Excerpts from a dataset
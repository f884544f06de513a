use std::{
    fmt,
    io::Write,
    path::{Path, PathBuf},
};

use flate2::write::GzEncoder;
use sha2::{Digest, Sha256};

/// Content-addressed data, stored in `blobs/sha256/<digest>`.
#[derive(Clone, Debug)]
pub struct Blob {
    pub digest: String,
    pub data: Vec<u8>,
}

impl Blob {
    pub fn new(data: impl Into<Vec<u8>>) -> Blob {
        let data = data.into();
        let digest = HexString(Sha256::digest(&data)).to_string();
        Blob { digest, data }
    }

    pub fn json(value: &serde_json::Value) -> Blob {
        Blob::new(serde_json::to_vec(value).unwrap())
    }

    /// Return a builder to create a layer.
    pub fn layer(gzip: bool) -> LayerBuilder {
        LayerBuilder {
            gzip,
            archive: tar::Builder::new(Vec::new()),
        }
    }

    pub fn path(&self) -> String {
        format!("blobs/sha256/{}", self.digest)
    }

    /// Descriptor for OCI manifests.
    pub fn descriptor(&self, media_type: &str) -> serde_json::Value {
        serde_json::json!({
            "mediaType": media_type,
            "digest": format!("sha256:{}", self.digest),
            "size": self.data.len(),
        })
    }
}

pub struct LayerBuilder {
    gzip: bool,
    archive: tar::Builder<Vec<u8>>,
}

impl LayerBuilder {
    pub fn build(self) -> Blob {
        let data = self.archive.into_inner().unwrap();

        if !self.gzip {
            return Blob::new(data);
        }

        let mut encoder = GzEncoder::new(Vec::new(), Default::default());
        encoder.write_all(&data).unwrap();
        Blob::new(encoder.finish().unwrap())
    }

    pub fn directory(mut self, path: &str) -> Self {
        append(&mut self.archive, path, tar::EntryType::dir(), b"");
        self
    }

    pub fn regular(mut self, path: &str, data: impl AsRef<[u8]>) -> Self {
        append(&mut self.archive, path, tar::EntryType::file(), data.as_ref());
        self
    }

    pub fn symlink(mut self, path: &str, target: &str) -> Self {
        let mut header = tar::Header::new_gnu();
        header.set_mode(0o777);
        header.set_entry_type(tar::EntryType::symlink());
        header.set_size(0);
        self.archive.append_link(&mut header, path, target).unwrap();
        self
    }
}

/// Archive with the layout of `docker save` or `podman save`.
pub struct ImageArchive {
    archive: tar::Builder<Vec<u8>>,
}

impl ImageArchive {
    pub fn new() -> Self {
        ImageArchive {
            archive: tar::Builder::new(Vec::new()),
        }
    }

    pub fn file(mut self, path: &str, data: impl AsRef<[u8]>) -> Self {
        append(&mut self.archive, path, tar::EntryType::file(), data.as_ref());
        self
    }

    pub fn json(self, path: &str, value: &serde_json::Value) -> Self {
        self.file(path, serde_json::to_vec(value).unwrap())
    }

    pub fn blob(self, blob: &Blob) -> Self {
        let path = blob.path();
        self.file(&path, &blob.data)
    }

    pub fn build(self) -> Vec<u8> {
        self.archive.into_inner().unwrap()
    }

    /// Write the archive to `dir/image.tar`.
    pub fn write(self, dir: &Path) -> PathBuf {
        let path = dir.join("image.tar");
        std::fs::write(&path, self.build()).unwrap();
        path
    }
}

/// Append an entry with a raw path, so tests can use paths that
/// `Header::set_path` rejects (like `../x` or `/x`).
fn append(archive: &mut tar::Builder<Vec<u8>>, path: &str, entry_type: tar::EntryType, data: &[u8]) {
    let mut header = tar::Header::new_old();

    let name = &mut header.as_old_mut().name;
    name[..path.len()].copy_from_slice(path.as_bytes());

    header.set_mode(if entry_type.is_dir() { 0o755 } else { 0o644 });
    header.set_entry_type(entry_type);
    header.set_size(data.len() as u64);
    header.set_cksum();

    archive.append(&header, data).unwrap();
}

/// Encode a byte buffer as hex string.
struct HexString<T>(T);

impl<T: AsRef<[u8]>> fmt::Display for HexString<T> {
    fn fmt(&self, f: &mut fmt::Formatter<'_>) -> fmt::Result {
        self.0
            .as_ref()
            .iter()
            .try_for_each(|byte| write!(f, "{:02x}", byte))
    }
}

> _Activity_
Will you return exactly the lines above from the one with "return Blob::new(data);" down to the one with "use paths that", counting both as part of the range?

> _Task result_
            return Blob::new(data);
        }

        let mut encoder = GzEncoder::new(Vec::new(), Default::default());
        encoder.write_all(&data).unwrap();
        Blob::new(encoder.finish().unwrap())
    }

    pub fn directory(mut self, path: &str) -> Self {
        append(&mut self.archive, path, tar::EntryType::dir(), b"");
        self
    }

    pub fn regular(mut self, path: &str, data: impl AsRef<[u8]>) -> Self {
        append(&mut self.archive, path, tar::EntryType::file(), data.as_ref());
        self
    }

    pub fn symlink(mut self, path: &str, target: &str) -> Self {
        let mut header = tar::Header::new_gnu();
        header.set_mode(0o777);
        header.set_entry_type(tar::EntryType::symlink());
        header.set_size(0);
        self.archive.append_link(&mut header, path, target).unwrap();
        self
    }
}

/// Archive with the layout of `docker save` or `podman save`.
pub struct ImageArchive {
    archive: tar::Builder<Vec<u8>>,
}

impl ImageArchive {
    pub fn new() -> Self {
        ImageArchive {
            archive: tar::Builder::new(Vec::new()),
        }
    }

    pub fn file(mut self, path: &str, data: impl AsRef<[u8]>) -> Self {
        append(&mut self.archive, path, tar::EntryType::file(), data.as_ref());
        self
    }

    pub fn json(self, path: &str, value: &serde_json::Value) -> Self {
        self.file(path, serde_json::to_vec(value).unwrap())
    }

    pub fn blob(self, blob: &Blob) -> Self {
        let path = blob.path();
        self.file(&path, &blob.data)
    }

    pub fn build(self) -> Vec<u8> {
        self.archive.into_inner().unwrap()
    }

    /// Write the archive to `dir/image.tar`.
    pub fn write(self, dir: &Path) -> PathBuf {
        let path = dir.join("image.tar");
        std::fs::write(&path, self.build()).unwrap();
        path
    }
}

/// Append an entry with a raw path, so tests can use paths that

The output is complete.